Il est écrit: TA PAROLE EST LA VERITE(Jean 17.17)... cela me suffit !

JÉSUS-CHRIST DANS GETHSEMANÉ.

***

Alors Jésus s'en alla avec eux dans un lieu appelé Gethsemané, et il dit à ses disciples: Asseyez-vous ici, pendant que je ni en irai là pour prier. Et ayant pris avec lui Pierre et les deux fils de Zébédée, il commença à être fort triste et dans une amère douleur. Et il leur dit:

Mon âme est saisie de tristesse jusqu'à la mort; demeurez ici et veillez avec moi. Et étant allé un peu plus avant, il se jeta le visage contre terre, priant et disant: Mon Père, que cette coupe passe loin de moi, s'il est possible!

Toutefois, qu’il en soit, non comme je le voudrais, mais comme tu le veux.

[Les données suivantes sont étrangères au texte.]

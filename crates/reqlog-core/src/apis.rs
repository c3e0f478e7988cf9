//! Serving request kinds and the builders that log them.

use std::fmt;
use std::marker::PhantomData;

use anyhow::{Context, bail};
use serde::{Deserialize, Serialize};
use serde_json::Value;

use crate::model::{LogMessage, LogMetadata, ModelSpec, RpcKind};
use crate::request_logger::LogMessageBuilder;
use crate::stream_logger::StreamLogSource;

/// A request received by one of the serving methods.
#[derive(Debug, Clone, Serialize, Deserialize, PartialEq)]
pub struct ServingRequest {
    /// Serving method the request was sent to.
    pub kind: RpcKind,
    /// Model the caller addressed.
    pub model_spec: ModelSpec,
    /// Method-specific request body.
    pub body: Value,
}

/// A response produced by one of the serving methods.
#[derive(Debug, Clone, Serialize, Deserialize, PartialEq)]
pub struct ServingResponse {
    /// Serving method that produced the response.
    pub kind: RpcKind,
    /// Method-specific response body.
    pub body: Value,
}

impl ServingRequest {
    /// Predict request for `model_spec`.
    #[must_use]
    pub const fn predict(model_spec: ModelSpec, body: Value) -> Self {
        Self {
            kind: RpcKind::Predict,
            model_spec,
            body,
        }
    }
}

impl ServingResponse {
    /// Predict response.
    #[must_use]
    pub const fn predict(body: Value) -> Self {
        Self {
            kind: RpcKind::Predict,
            body,
        }
    }
}

/// Builder for [`ServingRequest`]/[`ServingResponse`] pairs of any kind.
#[derive(Debug, Clone, Copy, Default)]
pub struct ServingLogBuilder;

impl LogMessageBuilder for ServingLogBuilder {
    type Request = ServingRequest;
    type Response = ServingResponse;

    fn create_log_message(
        &self,
        request: &ServingRequest,
        response: &ServingResponse,
        metadata: &LogMetadata,
    ) -> anyhow::Result<LogMessage> {
        if request.kind != response.kind {
            bail!(
                "unsupported request/response pairing: {} request with {} response",
                request.kind.as_str(),
                response.kind.as_str()
            );
        }
        Ok(LogMessage {
            kind: request.kind,
            metadata: metadata.clone(),
            request: request.body.clone(),
            response: response.body.clone(),
        })
    }
}

/// Builder for strongly typed request/response pairs of a single kind.
///
/// Both values are serialized to JSON; a serialization failure is reported as a
/// construction failure.
pub struct SerdeLogBuilder<Req: ?Sized, Resp: ?Sized> {
    kind: RpcKind,
    _marker: PhantomData<fn(&Req, &Resp)>,
}

impl<Req: ?Sized, Resp: ?Sized> SerdeLogBuilder<Req, Resp> {
    /// Builder tagging every message with `kind`.
    #[must_use]
    pub const fn new(kind: RpcKind) -> Self {
        Self {
            kind,
            _marker: PhantomData,
        }
    }
}

impl<Req: ?Sized, Resp: ?Sized> fmt::Debug for SerdeLogBuilder<Req, Resp> {
    fn fmt(&self, formatter: &mut fmt::Formatter<'_>) -> fmt::Result {
        formatter
            .debug_struct("SerdeLogBuilder")
            .field("kind", &self.kind)
            .finish()
    }
}

impl<Req, Resp> LogMessageBuilder for SerdeLogBuilder<Req, Resp>
where
    Req: Serialize + ?Sized,
    Resp: Serialize + ?Sized,
{
    type Request = Req;
    type Response = Resp;

    fn create_log_message(
        &self,
        request: &Req,
        response: &Resp,
        metadata: &LogMetadata,
    ) -> anyhow::Result<LogMessage> {
        Ok(LogMessage {
            kind: self.kind,
            metadata: metadata.clone(),
            request: serde_json::to_value(request).context("failed to serialize request")?,
            response: serde_json::to_value(response).context("failed to serialize response")?,
        })
    }
}

/// Per-stream hook for streamed serving calls.
///
/// Records the latest request and response of the stream; each logged unit carries
/// whatever was recorded last.
#[derive(Debug, Clone, Default)]
pub struct CallStreamSource {
    request: Option<ServingRequest>,
    response: Option<ServingResponse>,
    units: u64,
}

impl CallStreamSource {
    /// Empty stream state.
    #[must_use]
    pub fn new() -> Self {
        Self::default()
    }

    /// Record the request of the current unit.
    pub fn record_request(&mut self, request: ServingRequest) {
        self.units = self.units.saturating_add(1);
        self.request = Some(request);
        self.response = None;
    }

    /// Record the response of the current unit.
    pub fn record_response(&mut self, response: ServingResponse) {
        self.response = Some(response);
    }

    /// Number of requests recorded on this stream so far.
    #[must_use]
    pub const fn units(&self) -> u64 {
        self.units
    }
}

impl StreamLogSource for CallStreamSource {
    fn create_log_message(&self, metadata: &LogMetadata) -> anyhow::Result<LogMessage> {
        let Some(request) = &self.request else {
            bail!("no stream request recorded");
        };
        if let Some(response) = &self.response
            && response.kind != request.kind
        {
            bail!(
                "unsupported request/response pairing: {} request with {} response",
                request.kind.as_str(),
                response.kind.as_str()
            );
        }
        Ok(LogMessage {
            kind: request.kind,
            metadata: metadata.clone(),
            request: request.body.clone(),
            response: self
                .response
                .as_ref()
                .map_or(Value::Null, |response| response.body.clone()),
        })
    }
}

Puis il vint vers ses disciples et les trouva endormis; et il dit à Pierre: Est-il possible que vous n'ayez pu veiller une heure avec moi? (St. Matthieu XXVI, 36-40.)

On ne peut lire ce récit de l’agonie de Christ dans Gethsemané, sans une émotion profonde.

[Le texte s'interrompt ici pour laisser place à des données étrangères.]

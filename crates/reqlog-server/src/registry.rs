//! # Design
//!
//! - Collector types are registered once at startup; lookups afterwards are read-only.
//! - Every created collector gets a fresh identifier so file-backed collectors never
//!   share an output file within one process.
//! - Drain tasks spawned by factories are tracked so shutdown can wait for them.

use std::collections::HashMap;
use std::num::NonZeroUsize;
use std::sync::atomic::{AtomicU64, Ordering};
use std::sync::{Arc, Mutex, PoisonError};

use anyhow::{Context, bail};
use reqlog_collectors::{ChannelCollector, DrainReport, JsonLinesSink, LogReceiver, drain};
use reqlog_config::LogCollectorConfig;
use reqlog_core::{DiscardCollector, LogCollector};
use reqlog_telemetry::Metrics;
use tokio::runtime::Handle;
use tokio::task::JoinHandle;
use tracing::{info, warn};

use crate::error::{ServerError, ServerResult};

/// Unique identifier handed to collector factories.
pub type CollectorId = u64;

/// Builds a collector for one logger configuration.
pub type CollectorFactory = Arc<
    dyn Fn(&LogCollectorConfig, CollectorId) -> anyhow::Result<Arc<dyn LogCollector>>
        + Send
        + Sync,
>;

/// Collector type writing JSON lines through a background drain task.
pub const JSONL_COLLECTOR: &str = "jsonl";
/// Collector type accepting and dropping every message.
pub const DISCARD_COLLECTOR: &str = "discard";

type DrainHandles = Arc<Mutex<Vec<JoinHandle<DrainReport>>>>;

/// Wrap a closure as a [`CollectorFactory`].
pub fn collector_factory<F>(factory: F) -> CollectorFactory
where
    F: Fn(&LogCollectorConfig, CollectorId) -> anyhow::Result<Arc<dyn LogCollector>>
        + Send
        + Sync
        + 'static,
{
    Arc::new(factory)
}

/// Collector factories keyed by collector type.
pub struct CollectorRegistry {
    factories: HashMap<String, CollectorFactory>,
    next_id: AtomicU64,
    drains: DrainHandles,
}

impl CollectorRegistry {
    /// Registry without any collector types.
    #[must_use]
    pub fn new() -> Self {
        Self {
            factories: HashMap::new(),
            next_id: AtomicU64::new(1),
            drains: Arc::default(),
        }
    }

    /// Registry with the built-in `jsonl` and `discard` collector types.
    ///
    /// `jsonl` collectors queue up to `queue_capacity` messages and write them to
    /// `<filename_prefix>.<id>.jsonl`.
    #[must_use]
    pub fn with_defaults(queue_capacity: NonZeroUsize, metrics: Option<Metrics>) -> Self {
        let mut registry = Self::new();
        let drains = Arc::clone(&registry.drains);
        let jsonl = collector_factory(move |config, id| {
            jsonl_collector(config, id, queue_capacity, metrics.as_ref(), &drains)
        });
        let discard = collector_factory(|_, _| Ok(Arc::new(DiscardCollector)));
        registry.factories.insert(JSONL_COLLECTOR.to_string(), jsonl);
        registry
            .factories
            .insert(DISCARD_COLLECTOR.to_string(), discard);
        registry
    }

    /// Register `factory` for `collector_type`.
    ///
    /// # Errors
    ///
    /// Returns [`ServerError::DuplicateCollectorType`] when the type is already registered.
    pub fn register(
        &mut self,
        collector_type: impl Into<String>,
        factory: CollectorFactory,
    ) -> ServerResult<()> {
        let collector_type = collector_type.into();
        if self.factories.contains_key(&collector_type) {
            return Err(ServerError::DuplicateCollectorType { collector_type });
        }
        self.factories.insert(collector_type, factory);
        Ok(())
    }

    /// Whether a factory is registered for `collector_type`.
    #[must_use]
    pub fn contains(&self, collector_type: &str) -> bool {
        self.factories.contains_key(collector_type)
    }

    /// Build a collector for `config` with a fresh identifier.
    ///
    /// # Errors
    ///
    /// Returns [`ServerError::UnknownCollectorType`] for an unregistered type and
    /// [`ServerError::CollectorConstruction`] when the factory fails.
    pub fn create(&self, config: &LogCollectorConfig) -> ServerResult<Arc<dyn LogCollector>> {
        let factory = self.factories.get(&config.collector_type).ok_or_else(|| {
            ServerError::UnknownCollectorType {
                collector_type: config.collector_type.clone(),
            }
        })?;
        let id = self.next_id.fetch_add(1, Ordering::Relaxed);
        let collector = factory(config, id).map_err(|source| ServerError::CollectorConstruction {
            collector_type: config.collector_type.clone(),
            source,
        })?;
        info!(
            collector_type = %config.collector_type,
            id,
            "log collector created"
        );
        Ok(collector)
    }

    /// Take the drain tasks spawned so far.
    ///
    /// Each task finishes once every logger holding its collector is dropped.
    #[must_use]
    pub fn take_drains(&self) -> Vec<JoinHandle<DrainReport>> {
        std::mem::take(&mut *self.drains.lock().unwrap_or_else(PoisonError::into_inner))
    }
}

impl Default for CollectorRegistry {
    fn default() -> Self {
        Self::new()
    }
}

fn jsonl_collector(
    config: &LogCollectorConfig,
    id: CollectorId,
    queue_capacity: NonZeroUsize,
    metrics: Option<&Metrics>,
    drains: &DrainHandles,
) -> anyhow::Result<Arc<dyn LogCollector>> {
    if config.filename_prefix.trim().is_empty() {
        bail!("jsonl collector requires a filename_prefix");
    }
    let runtime = Handle::try_current().context("jsonl collector requires a tokio runtime")?;
    let (collector, receiver) = match metrics {
        Some(metrics) => ChannelCollector::with_metrics(queue_capacity, metrics),
        None => ChannelCollector::new(queue_capacity),
    };
    let path = format!("{}.{id}.jsonl", config.filename_prefix);
    let handle = runtime.spawn(drain_to_file(path, receiver));
    drains
        .lock()
        .unwrap_or_else(PoisonError::into_inner)
        .push(handle);
    Ok(Arc::new(collector))
}

async fn drain_to_file(path: String, receiver: LogReceiver) -> DrainReport {
    match JsonLinesSink::create(&path).await {
        Ok(mut sink) => drain(receiver, &mut sink).await,
        Err(err) => {
            warn!(path = %path, error = %err, "failed to open request log file");
            DrainReport::default()
        }
    }
}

Il a un tel accent de vérité; il a tant de majesté et de grandeur; on y trouve un si profond sentiment de douleur, exprimé avec tant d’énergie, de dignité et de résignation; les couleurs de ce tableau sont si sombres et si mystérieuses, que l’âme, transportée au milieu de cette scène lugubre et recueillie en elle-même, éprouve des impressions que nul autre événement ne saurait lui faire ressentir au même point.

Quand celui dont nous parle l’Évangéliste, serait un des pauvres enfants d’Adam; quand il serait un étranger, avec qui nous n’eussions aucune relation; quand nous ne saurions pas que c’est à cause de nous qu’il a enduré de si grandes souffrances que c’est pour nous qu'il a été navré et froissé, ses cruelles angoisses suffiraient pour émouvoir notre cœur.

Quels ne doivent donc pas être nos sentiments, si nous pensons à la dignité, à l’infinie grandeur, à la parfaite sainteté de la victime; si nous nous rappelons que nous, pécheurs, NOUS SOMMES LES ARTISANS DE SON SUPPLICE; et si nous entrons dans les vues de Celui qui, du haut du trône de l’Éternel, s’est abaissé aussi profondément, s’est anéanti lui-même!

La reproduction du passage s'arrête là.